Reputation: 497
I want to get pattern from my vector of strings
string <- c(
"P10000101 - Przychody netto ze sprzedazy produktów" ,
"P10000102_PL - Przychody nettozy uslug",
"P1000010201_PL - Handlowych, marketingowych, szkoleniowych",
"P100001020101 - - Handlowych,, szkoleniowych - refaktury",
"- Handlowych, marketingowych,P100001020102, - pozostale"
)
As result I want to get exact match of regular expression
result <- c(
"P10000101",
"P10000102_PL",
"P1000010201_PL",
"P100001020101",
"P100001020102"
)
I tried with this pattern = "([PLA]\\d+)"
and different combinations of value = T, fixed = T, perl = T.
grep(x = string, pattern = "([PLA]\\d+(_PL)?)", fixed = T)
Upvotes: 3
Views: 608
Reputation: 887911
We can try with str_extract
library(stringr)
str_extract(string, "P\\d+(_[A-Z]+)*")
#[1] "P10000101" "P10000102_PL" "P1000010201_PL" "P100001020101" "P100001020102"
grep
is for finding whether the match pattern is present in a particular string or not.
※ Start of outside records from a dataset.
//! Favorites HTTP handlers. All routes require a signed-in user.
//!
//! ```text
//! GET    /api/favorites
//! GET    /api/favorites/{recipeId}
//! POST   /api/favorites/{recipeId}
//! DELETE /api/favorites/{recipeId}
//! ```
//!
//! The favorites list lives on the user; `favorites_count` on the recipe
//! mirrors it. Deleted recipes may leave dangling entries behind, which the
//! listing silently skips.

use actix_web::{delete, get, post, web, HttpResponse};
use serde::Serialize;
use serde_json::json;
use utoipa::ToSchema;

use crate::domain::user::FavoriteError;
use crate::domain::{Error, RecipeId};
use crate::inbound::http::identity::{authenticate, BearerToken};
use crate::inbound::http::recipes::{parse_recipe_id, RecipeResponse};
use crate::inbound::http::state::HttpState;
use crate::inbound::http::ApiResult;

#[derive(Debug, Serialize, ToSchema)]
#[serde(rename_all = "camelCase")]
pub struct FavoriteStatusResponse {
    pub is_favorite: bool,
}

async fn bump_favorites_count(
    state: &HttpState,
    recipe_id: &RecipeId,
    delta: i64,
) -> Result<(), Error> {
    let Some(mut recipe) = state.recipes.find_by_id(recipe_id).await? else {
        return Ok(());
    };
    recipe.favorites_count = if delta >= 0 {
        recipe.favorites_count.saturating_add(delta as u64)
    } else {
        recipe.favorites_count.saturating_sub(delta.unsigned_abs())
    };
    recipe.updated_at = chrono::Utc::now();
    state.recipes.update(&recipe).await?;
    Ok(())
}

/// List the caller's favorite recipes.
#[utoipa::path(
    get,
    path = "/api/favorites",
    responses(
        (status = 200, description = "Favorite recipes", body = [RecipeResponse]),
        (status = 401, description = "Unauthorised", body = Error)
    ),
    tags = ["favorites"]
)]
#[get("")]
pub async fn list_favorites(
    state: web::Data<HttpState>,
    token: BearerToken,
) -> ApiResult<HttpResponse> {
    let user = authenticate(&state, &token).await?;
    let mut recipes = Vec::with_capacity(user.favorites.len());
    for recipe_id in &user.favorites {
        if let Some(recipe) = state.recipes.find_by_id(recipe_id).await? {
            recipes.push(RecipeResponse::from(&recipe));
        }
    }
    Ok(HttpResponse::Ok().json(recipes))
}

/// Check whether a recipe is in the caller's favorites.
#[utoipa::path(
    get,
    path = "/api/favorites/{recipeId}",
    params(("recipeId" = String, Path, description = "Recipe identifier")),
    responses(
        (status = 200, description = "Favorite status", body = FavoriteStatusResponse),
        (status = 401, description = "Unauthorised", body = Error)
    ),
    tags = ["favorites"]
)]
#[get("/{recipeId}")]
pub async fn favorite_status(
    state: web::Data<HttpState>,
    token: BearerToken,
    path: web::Path<String>,
) -> ApiResult<HttpResponse> {
    let user = authenticate(&state, &token).await?;
    let recipe_id = parse_recipe_id(&path.into_inner())?;
    Ok(HttpResponse::Ok().json(FavoriteStatusResponse {
        is_favorite: user.has_favorite(&recipe_id),
    }))
}

/// Add a recipe to the caller's favorites.
#[utoipa::path(
    post,
    path = "/api/favorites/{recipeId}",
    params(("recipeId" = String, Path, description = "Recipe identifier")),
    responses(
        (status = 200, description = "Recipe favorited"),
        (status = 401, description = "Unauthorised", body = Error),
        (status = 404, description = "Recipe not found", body = Error),
        (status = 409, description = "Already favorited", body = Error)
    ),
    tags = ["favorites"]
)]
#[post("/{recipeId}")]
pub async fn add_favorite(
    state: web::Data<HttpState>,
    token: BearerToken,
    path: web::Path<String>,
) -> ApiResult<HttpResponse> {
    let mut user = authenticate(&state, &token).await?;
    let recipe_id = parse_recipe_id(&path.into_inner())?;
    if state.recipes.find_by_id(&recipe_id).await?.is_none() {
        return Err(Error::not_found("Recipe not found"));
    }
    user.add_favorite(recipe_id)
        .map_err(|_: FavoriteError| Error::conflict("Recipe is already in favorites"))?;
    user.updated_at = chrono::Utc::now();
    state.users.update(&user).await?;
    bump_favorites_count(&state, &recipe_id, 1).await?;
    Ok(HttpResponse::Ok().json(json!({ "message": "Recipe added to favorites" })))
}

/// Remove a recipe from the caller's favorites.
#[utoipa::path(
    delete,
    path = "/api/favorites/{recipeId}",
    params(("recipeId" = String, Path, description = "Recipe identifier")),
    responses(
        (status = 200, description = "Recipe unfavorited"),
        (status = 400, description = "Not in favorites", body = Error),
        (status = 401, description = "Unauthorised", body = Error)
    ),
    tags = ["favorites"]
)]
#[delete("/{recipeId}")]
pub async fn remove_favorite(
    state: web::Data<HttpState>,
    token: BearerToken,
    path: web::Path<String>,
) -> ApiResult<HttpResponse> {
    let mut user = authenticate(&state, &token).await?;
    let recipe_id = parse_recipe_id(&path.into_inner())?;
    user.remove_favorite(&recipe_id)
        .map_err(|_: FavoriteError| Error::invalid_request("Recipe is not in favorites"))?;
    user.updated_at = chrono::Utc::now();
    state.users.update(&user).await?;
    bump_favorites_count(&state, &recipe_id, -1).await?;
    Ok(HttpResponse::Ok().json(json!({ "message": "Recipe removed from favorites" })))
}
For extraction, either use sub
or gregexpr/regmatches
or str_extract
Using the base R
(regexpr/regmatches
)
regmatches(string, regexpr("P\\d+(_[A-Z]+)*", string))
#[1] "P10000101" "P10000102_PL" "P1000010201_PL" "P100001020101" "P100001020102"
Basically, the pattern to match is P
followed by one more numbers (\\d+
) followed by greedy (*
) match of _
and one or more upper case letters.
Upvotes: 6